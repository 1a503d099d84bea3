//! # Order Identifiers
//!
//! Builds the opaque identifier returned for an accepted order.
//!
//! ## Format
//! ```text
//!   1718900000   ADFIK   4821
//!   ──────────   ─────   ────
//!   unix secs    sorted  random suffix
//!                codes   (1000..=9999)
//! ```
//!
//! Uniqueness is probabilistic: two orders for the same components in the
//! same second collide when they draw the same suffix.
//!
//! The core never reads the system clock or an OS random source itself.
//! Both arrive through [`Clock`] and [`RandomSource`], so tests can pin them.

use std::sync::Arc;

/// Smallest order identifier suffix.
pub const SUFFIX_MIN: u16 = 1000;

/// Largest order identifier suffix.
pub const SUFFIX_MAX: u16 = 9999;

/// Wall-clock time source.
pub trait Clock: Send + Sync {
    /// Whole seconds since the Unix epoch.
    fn unix_seconds(&self) -> i64;
}

/// Source of the random identifier suffix.
pub trait RandomSource: Send + Sync {
    /// A number in `min..=max`.
    fn number_between(&self, min: u16, max: u16) -> u16;
}

/// Combines a clock and a random source into order identifiers.
#[derive(Clone)]
pub struct OrderIdGenerator {
    clock: Arc<dyn Clock>,
    random: Arc<dyn RandomSource>,
}

impl OrderIdGenerator {
    pub fn new(clock: Arc<dyn Clock>, random: Arc<dyn RandomSource>) -> Self {
        OrderIdGenerator { clock, random }
    }

    /// Generates an identifier for an order made of `sorted_codes`.
    ///
    /// Callers pass codes already sorted; they are concatenated verbatim.
    pub fn generate(&self, sorted_codes: &[String]) -> String {
        let timestamp = self.clock.unix_seconds();
        let suffix = self.random.number_between(SUFFIX_MIN, SUFFIX_MAX);
        format!("{}{}{}", timestamp, sorted_codes.concat(), suffix)
    }
}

• • • •

• [What to do] Reproduce the data verbatim, line for line.

• [Exercise answer]
repository 1a503d099d84bea3
//! # Order Identifiers
//!
//! Builds the opaque identifier returned for an accepted order.
//!
//! ## Format
//! ```text
//!   1718900000   ADFIK   4821
//!   ──────────   ─────   ────
//!   unix secs    sorted  random suffix
//!                codes   (1000..=9999)
//! ```
//!
//! Uniqueness is probabilistic: two orders for the same components in the
//! same second collide when they draw the same suffix.
//!
//! The core never reads the system clock or an OS random source itself.
//! Both arrive through [`Clock`] and [`RandomSource`], so tests can pin them.

use std::sync::Arc;

/// Smallest order identifier suffix.
pub const SUFFIX_MIN: u16 = 1000;

/// Largest order identifier suffix.
pub const SUFFIX_MAX: u16 = 9999;

/// Wall-clock time source.
pub trait Clock: Send + Sync {
    /// Whole seconds since the Unix epoch.
    fn unix_seconds(&self) -> i64;
}

/// Source of the random identifier suffix.
pub trait RandomSource: Send + Sync {
    /// A number in `min..=max`.
    fn number_between(&self, min: u16, max: u16) -> u16;
}

/// Combines a clock and a random source into order identifiers.
#[derive(Clone)]
pub struct OrderIdGenerator {
    clock: Arc<dyn Clock>,
    random: Arc<dyn RandomSource>,
}

impl OrderIdGenerator {
    pub fn new(clock: Arc<dyn Clock>, random: Arc<dyn RandomSource>) -> Self {
        OrderIdGenerator { clock, random }
    }

    /// Generates an identifier for an order made of `sorted_codes`.
    ///
    /// Callers pass codes already sorted; they are concatenated verbatim.
    pub fn generate(&self, sorted_codes: &[String]) -> String {
        let timestamp = self.clock.unix_seconds();
        let suffix = self.random.number_between(SUFFIX_MIN, SUFFIX_MAX);
        format!("{}{}{}", timestamp, sorted_codes.concat(), suffix)
    }
}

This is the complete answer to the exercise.